Tuesday, January 21, 2025

It was important to me when I revived this blog to use the same formatting it had when I started it. I think the URL might be different; I think it might've been slowlygoingbald-dot-blogspot-dot-com when I got it 20 years ago. But the name makes sense. 

I worried briefly about leaving bits of digital detritus behind, but why? All links rot; all papers mold. History is just the process of exhuming old people's shopping lists, so let this be content with being that.

Wednesday, October 16, 2024

Echoes

How many of my opinions are actually my own? When I summon a memory or a belief, am I calling up something from a part of myself, or just regurgitating something I once read? Has a lifetime of absorbing and reading criticism left dead something that should be alive? How much of what I say I care about do I actually care about? 

Tuesday, October 15, 2024

Prologues

I've always loved movies with prologues: big-picture, slightly ominous beginnings that provide a specific kind of sweep and emotion. They capture a sense of the movie behind the movie, pulling in threads of the fictional world in ways unique to the opening. 





Micro

I forget that things like Twitter rolled out as "micro-blogging" services; that is, they were designed to truncate and capitalize on an existing practice. Blogs were already short and random and could be about literally anything, but those services built themselves on hyper-short versions. Over time it started to feel like those little blasts were all that the internet was good for, or all that it had ever been used for, and neither is true. 

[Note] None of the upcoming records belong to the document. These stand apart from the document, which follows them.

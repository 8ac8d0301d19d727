//! Particle playback state.
//!
//! Holds the streaming [`ParticleFeed`] and the [`FrameTicker`] that paces
//! it. Driven by
//! [`particle_playback_system`](crate::systems::particles::particle_playback_system).

use bevy_ecs::prelude::Resource;

use crate::frames::particles::ParticleFeed;
use crate::resources::frameticker::FrameTicker;
use crate::resources::playbackphase::PlaybackPhase;

/// State of the particle playback routine.
#[derive(Resource)]
pub struct ParticlePlayback {
    /// Logical name of the results file being played.
    pub file: String,
    pub phase: PlaybackPhase,
    pub ticker: FrameTicker,
    /// Divisor applied to every position.
    pub scale_factor: f32,
    /// Drawn marker radius (already divided by `scale_factor`).
    pub marker_radius: f32,
    /// Frames shown so far.
    pub frames_shown: usize,
    /// Lines rejected for having the wrong shape.
    pub lines_skipped: usize,
    feed: Option<ParticleFeed>,
}

impl ParticlePlayback {
    /// New routine waiting for `file` to be resolved.
    pub fn new(file: impl Into<String>, wait_between_frames: f32, scale_factor: f32, marker_radius: f32) -> Self {
        Self {
            file: file.into(),
            phase: PlaybackPhase::Resolving,
            ticker: FrameTicker::new(wait_between_frames),
            scale_factor,
            marker_radius: marker_radius / scale_factor,
            frames_shown: 0,
            lines_skipped: 0,
            feed: None,
        }
    }

    /// Begin playing `feed` from its first line.
    pub fn start(&mut self, feed: ParticleFeed) {
        self.feed = Some(feed);
        self.phase = PlaybackPhase::Playing;
        self.ticker.restart();
    }

    pub fn finish(&mut self) {
        self.feed = None;
        self.phase = PlaybackPhase::Finished;
    }

    pub fn fail(&mut self) {
        self.feed = None;
        self.phase = PlaybackPhase::Failed;
    }

    pub fn feed_mut(&mut self) -> Option<&mut ParticleFeed> {
        self.feed.as_mut()
    }
}
//! End-to-end ingestion tests: HTTP accept -> buffer -> drain -> rows

use alert_relay::config::Config;
use alert_relay::db::SqliteDb;
use alert_relay::drainer::BatchDrainer;
use alert_relay::error::{AppError, Result};
use alert_relay::forwarder::{ExchangeApi, Forwarder};
use alert_relay::models::Alert;
use alert_relay::queue::AlertQueue;
use alert_relay::server;
use alert_relay::state::AppState;
use async_trait::async_trait;
use axum::body::{to_bytes, Body};
use axum::http::{header, Request, StatusCode};
use axum::Router;
use parking_lot::Mutex;
use std::path::PathBuf;
use std::sync::Arc;
use std::time::Duration;
use tempfile::TempDir;
use tower::ServiceExt;

/// Exchange double that records calls and optionally fails every one
struct FakeExchange {
    calls: Mutex<Vec<String>>,
    fail: bool,
}

#[async_trait]
impl ExchangeApi for FakeExchange {
    async fn submit(&self, alert: &Alert) -> Result<()> {
        self.calls.lock().push(alert.symbol.clone());
        if self.fail {
            Err(AppError::Internal("Trading API returned 500".to_string()))
        } else {
            Ok(())
        }
    }
}

struct Harness {
    _dir: TempDir,
    app: Router,
    queue: Arc<AlertQueue>,
    db: Arc<SqliteDb>,
    exchange: Arc<FakeExchange>,
}

fn harness(fail_forwarding: bool) -> Harness {
    let dir = TempDir::new().unwrap();
    let db_path = dir.path().join("test.db");
    let db = Arc::new(SqliteDb::new(&db_path).unwrap());
    let queue = Arc::new(AlertQueue::new());
    let exchange = Arc::new(FakeExchange {
        calls: Mutex::new(Vec::new()),
        fail: fail_forwarding,
    });

    let state = Arc::new(AppState {
        sqlite: Arc::clone(&db),
        queue: Arc::clone(&queue),
        forwarder: Forwarder::new(exchange.clone() as Arc<dyn ExchangeApi>),
        config: Config {
            host: "127.0.0.1".to_string(),
            port: 0,
            database_path: PathBuf::from(&db_path),
            exchange_api_url: "http://localhost:0".to_string(),
            exchange_timeout: Duration::from_secs(5),
            max_batch_size: 100,
            drain_interval: Duration::from_secs(10),
            drain_on_start: false,
        },
    });

    Harness {
        _dir: dir,
        app: server::router(state),
        queue,
        db,
        exchange,
    }
}

fn post_alert(body: &str) -> Request<Body> {
    Request::builder()
        .method("POST")
        .uri("/alert")
        .header(header::CONTENT_TYPE, "application/json")
        .body(Body::from(body.to_string()))
        .unwrap()
}

async fn body_json(response: axum::response::Response) -> serde_json::Value {
    let bytes = to_bytes(response.into_body(), usize::MAX).await.unwrap();
    serde_json::from_slice(&bytes).unwrap()
}

#[tokio::test]
async fn health_endpoint_reports_up() {
    let h = harness(false);

    let response = h
        .app
        .oneshot(Request::builder().uri("/health").body(Body::empty()).unwrap())
        .await
        .unwrap();

    assert_eq!(response.status(), StatusCode::OK);
    let json = body_json(response).await;
    assert_eq!(json["message"], "Server is up");
}

#[tokio::test]
async fn valid_alert_is_acknowledged_and_buffered() {
    let h = harness(false);

    let response = h
        .app
        .oneshot(post_alert(r#"{"symbol":"BTC","action":"open"}"#))
        .await
        .unwrap();

    assert_eq!(response.status(), StatusCode::ACCEPTED);
    let json = body_json(response).await;
    assert_eq!(json["message"], "Request received");
    assert_eq!(h.queue.len(), 1);
}

#[tokio::test]
async fn coin_field_is_accepted_for_the_instrument() {
    let h = harness(false);

    let response = h
        .app
        .oneshot(post_alert(r#"{"coin":"ETH","action":"close"}"#))
        .await
        .unwrap();

    assert_eq!(response.status(), StatusCode::ACCEPTED);
    assert_eq!(h.queue.len(), 1);
}

#[tokio::test]
async fn missing_action_is_rejected_and_never_buffered() {
    let h = harness(false);

    let response = h
        .app
        .oneshot(post_alert(r#"{"symbol":"BTC"}"#))
        .await
        .unwrap();

    assert_eq!(response.status(), StatusCode::BAD_REQUEST);
    let json = body_json(response).await;
    assert_eq!(json["code"], "VALIDATION_ERROR");
    assert!(h.queue.is_empty());
}

#[tokio::test]
async fn unknown_action_is_rejected_and_never_buffered() {
    let h = harness(false);

    let response = h
        .app
        .oneshot(post_alert(r#"{"symbol":"BTC","action":"hold"}"#))
        .await
        .unwrap();

    assert_eq!(response.status(), StatusCode::BAD_REQUEST);
    let json = body_json(response).await;
    assert_eq!(json["code"], "VALIDATION_ERROR");
    assert!(h.queue.is_empty());
}

#[tokio::test]
async fn missing_symbol_is_rejected() {
    let h = harness(false);

    let response = h
        .app
        .oneshot(post_alert(r#"{"action":"open"}"#))
        .await
        .unwrap();

    assert_eq!(response.status(), StatusCode::BAD_REQUEST);
    assert!(h.queue.is_empty());
}

#[tokio::test]
async fn accepted_alert_survives_a_drain_cycle() {
    let h = harness(false);

    let response = h
        .app
        .clone()
        .oneshot(post_alert(r#"{"symbol":"BTC","action":"open"}"#))
        .await
        .unwrap();
    assert_eq!(response.status(), StatusCode::ACCEPTED);

    let drainer = BatchDrainer::new(
        Arc::clone(&h.queue),
        Arc::clone(&h.db),
        100,
        Duration::from_secs(10),
        false,
    );
    assert_eq!(drainer.drain_cycle().unwrap(), 1);

    assert_eq!(h.db.count_alerts().unwrap(), 1);
    let trade = h.db.get_trade_by_symbol("BTC").unwrap().unwrap();
    assert_eq!(trade.status, "open");
}

#[tokio::test]
async fn forwarding_failure_never_affects_ingestion_or_persistence() {
    let h = harness(true);

    let response = h
        .app
        .clone()
        .oneshot(post_alert(r#"{"symbol":"BTC","action":"open"}"#))
        .await
        .unwrap();
    assert_eq!(response.status(), StatusCode::ACCEPTED);

    // The forwarding task runs detached; wait for it to have fired.
    for _ in 0..50 {
        if !h.exchange.calls.lock().is_empty() {
            break;
        }
        tokio::time::sleep(Duration::from_millis(10)).await;
    }
    assert_eq!(*h.exchange.calls.lock(), vec!["BTC".to_string()]);

    let drainer = BatchDrainer::new(
        Arc::clone(&h.queue),
        Arc::clone(&h.db),
        100,
        Duration::from_secs(10),
        false,
    );
    assert_eq!(drainer.drain_cycle().unwrap(), 1);
    assert_eq!(h.db.count_alerts().unwrap(), 1);
    assert_eq!(h.db.count_trades().unwrap(), 1);
}

#[tokio::test]
async fn ingestion_order_is_preserved_through_drain() {
    let h = harness(false);

    for (symbol, action) in [("AAA", "open"), ("BBB", "open"), ("AAA", "close")] {
        let body = format!(r#"{{"symbol":"{}","action":"{}"}}"#, symbol, action);
        let response = h.app.clone().oneshot(post_alert(&body)).await.unwrap();
        assert_eq!(response.status(), StatusCode::ACCEPTED);
    }

    let drainer = BatchDrainer::new(
        Arc::clone(&h.queue),
        Arc::clone(&h.db),
        100,
        Duration::from_secs(10),
        false,
    );
    assert_eq!(drainer.drain_cycle().unwrap(), 3);

    // Three raw alerts, two trades; AAA reflects the later close.
    assert_eq!(h.db.count_alerts().unwrap(), 3);
    assert_eq!(h.db.count_trades().unwrap(), 2);
    let aaa = h.db.get_trade_by_symbol("AAA").unwrap().unwrap();
    assert_eq!(aaa.status, "close");
}
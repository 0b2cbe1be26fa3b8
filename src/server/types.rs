//! Wire types for the HTTP surface

use serde::{Deserialize, Serialize};

/// Inbound alert payload.
///
/// Field names are not frozen: the instrument may arrive as `symbol` or
/// `coin`. Everything is optional at the serde layer so that missing
/// fields surface as structured validation errors instead of a bare
/// deserialization rejection.
#[derive(Debug, Clone, Deserialize)]
pub struct AlertRequest {
    pub symbol: Option<String>,
    pub coin: Option<String>,
    pub action: Option<String>,
}

impl AlertRequest {
    /// Get the instrument from whichever field carried it
    pub fn instrument(&self) -> Option<String> {
        self.symbol
            .clone()
            .or_else(|| self.coin.clone())
            .map(|s| s.trim().to_string())
            .filter(|s| !s.is_empty())
    }
}

/// Plain acknowledgment body
#[derive(Debug, Clone, Serialize)]
pub struct Ack {
    pub message: String,
}

impl Ack {
    pub fn new(message: &str) -> Self {
        Self {
            message: message.to_string(),
        }
    }
}

/// Body produced by the fault barrier for uncaught errors
#[derive(Debug, Clone, Serialize)]
#[serde(rename_all = "camelCase")]
pub struct FaultResponse {
    pub error_code: u16,
    pub error_message: String,
    pub stack_trace: String,
}
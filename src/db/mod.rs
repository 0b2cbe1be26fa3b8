//! SQLite persistence layer
//!
//! One connection pool shared by every drain cycle. Each cycle checks a
//! connection out, writes its whole batch in a single transaction and
//! returns the connection on every exit path.

pub mod models;
mod alerts;
mod migrations;
mod trades;

use crate::error::Result;
use crate::models::Alert;
use models::{AlertRow, NewAlert, NewTrade, TradeRow};
use r2d2_sqlite::SqliteConnectionManager;
use std::path::Path;
use uuid::Uuid;

type Pool = r2d2::Pool<SqliteConnectionManager>;
type PooledSqlite = r2d2::PooledConnection<SqliteConnectionManager>;

/// SQLite database wrapper
pub struct SqliteDb {
    pool: Pool,
}

impl SqliteDb {
    /// Open (or create) the database and run migrations
    pub fn new(path: &Path) -> Result<Self> {
        let manager = SqliteConnectionManager::file(path).with_init(|conn| {
            // WAL for concurrent readers; busy_timeout bounds how long a
            // stuck write can hold up a drain cycle.
            conn.execute_batch(
                "PRAGMA journal_mode=WAL;
                 PRAGMA synchronous=NORMAL;
                 PRAGMA busy_timeout=120000;
                 PRAGMA foreign_keys=ON;",
            )
        });
        let pool = Pool::new(manager)?;

        let db = Self { pool };
        db.run_migrations()?;

        Ok(db)
    }

    fn run_migrations(&self) -> Result<()> {
        let conn = self.pool.get()?;
        migrations::run_migrations(&conn)
    }

    /// Check a connection out of the pool
    pub fn conn(&self) -> Result<PooledSqlite> {
        Ok(self.pool.get()?)
    }

    /// Persist a drained batch atomically.
    ///
    /// Every alert gets a freshly generated id, then one trade is derived
    /// per alert (back-referencing that id, copying symbol, status and the
    /// receipt timestamp). Alert rows are bulk-inserted and trade rows
    /// bulk-upserted inside one transaction; a failure in either rolls the
    /// whole batch back. Returns the number of alerts persisted.
    pub fn persist_batch(&self, batch: &[Alert]) -> Result<usize> {
        let mut alert_rows = Vec::with_capacity(batch.len());
        let mut trade_rows = Vec::with_capacity(batch.len());

        for alert in batch {
            let alert_id = Uuid::new_v4().to_string();
            let received_at = alert.received_at.to_rfc3339();

            alert_rows.push(NewAlert {
                id: alert_id.clone(),
                symbol: alert.symbol.clone(),
                action: alert.action.as_str().to_string(),
                received_at: received_at.clone(),
            });
            trade_rows.push(NewTrade {
                id: Uuid::new_v4().to_string(),
                alert_id,
                symbol: alert.symbol.clone(),
                status: alert.action.as_str().to_string(),
                ts: received_at,
            });
        }

        let mut conn = self.pool.get()?;
        let tx = conn.transaction()?;
        alerts::insert_all(&tx, &alert_rows)?;
        trades::upsert_all(&tx, &trade_rows)?;
        tx.commit()?;

        Ok(batch.len())
    }

    // ========== Query helpers ==========

    pub fn count_alerts(&self) -> Result<i64> {
        let conn = self.conn()?;
        alerts::count(&conn)
    }

    pub fn count_trades(&self) -> Result<i64> {
        let conn = self.conn()?;
        trades::count(&conn)
    }

    pub fn get_alerts_by_symbol(&self, symbol: &str) -> Result<Vec<AlertRow>> {
        let conn = self.conn()?;
        alerts::get_by_symbol(&conn, symbol)
    }

    pub fn get_trade_by_symbol(&self, symbol: &str) -> Result<Option<TradeRow>> {
        let conn = self.conn()?;
        trades::get_by_symbol(&conn, symbol)
    }
}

It's hard to explain. It's like looking at Google Maps and switching from the standard map, full of color-coded traffic and names of places and sponsored placements for fast-food restaurants, to the satellite view, with its sea of trees and roads and even in the man-made structures a sense of the organic. The real view has a tactility, an appearance of something that has to be navigated by knowledge and time, instead of the digital construct, which is just an idea of what's there. The social networks and tweets and faves and rankings were the construct, and underneath is still the organic. 

Monday, October 14, 2024

We did all this for free

We would write blog posts, just because. They were short or long, focused or rambling. They were devoid of monetization. The idea of charging someone to read them was not just ludicrous but unimagined. 

There was no mention or consideration for an algorithm; such a thing existed but was not relevant. Discoveries happened through links and comments. There was the blogroll, like a miniature directory of other blogs you liked, and those links sent people out into the world and could bring them back again. Nothing was optimized. Responsive design did not exist because cell phones did not have the capability to display websites, and when they did, they would redirect to a mobile version of the website, though you could still click/tap a button to see the web version. 

It was messages in bottles, packages sent through pneumatic tubes or along conveyer belts, log cabins made from trees whose stumps were visible in the clearing next to the porch. It was the staked plains, people journeying for miles across flatland and driving spikes into the ground to mark their route and map the area. It felt free.

Tuesday, October 08, 2024

Test

 Test. What do you know—it still works.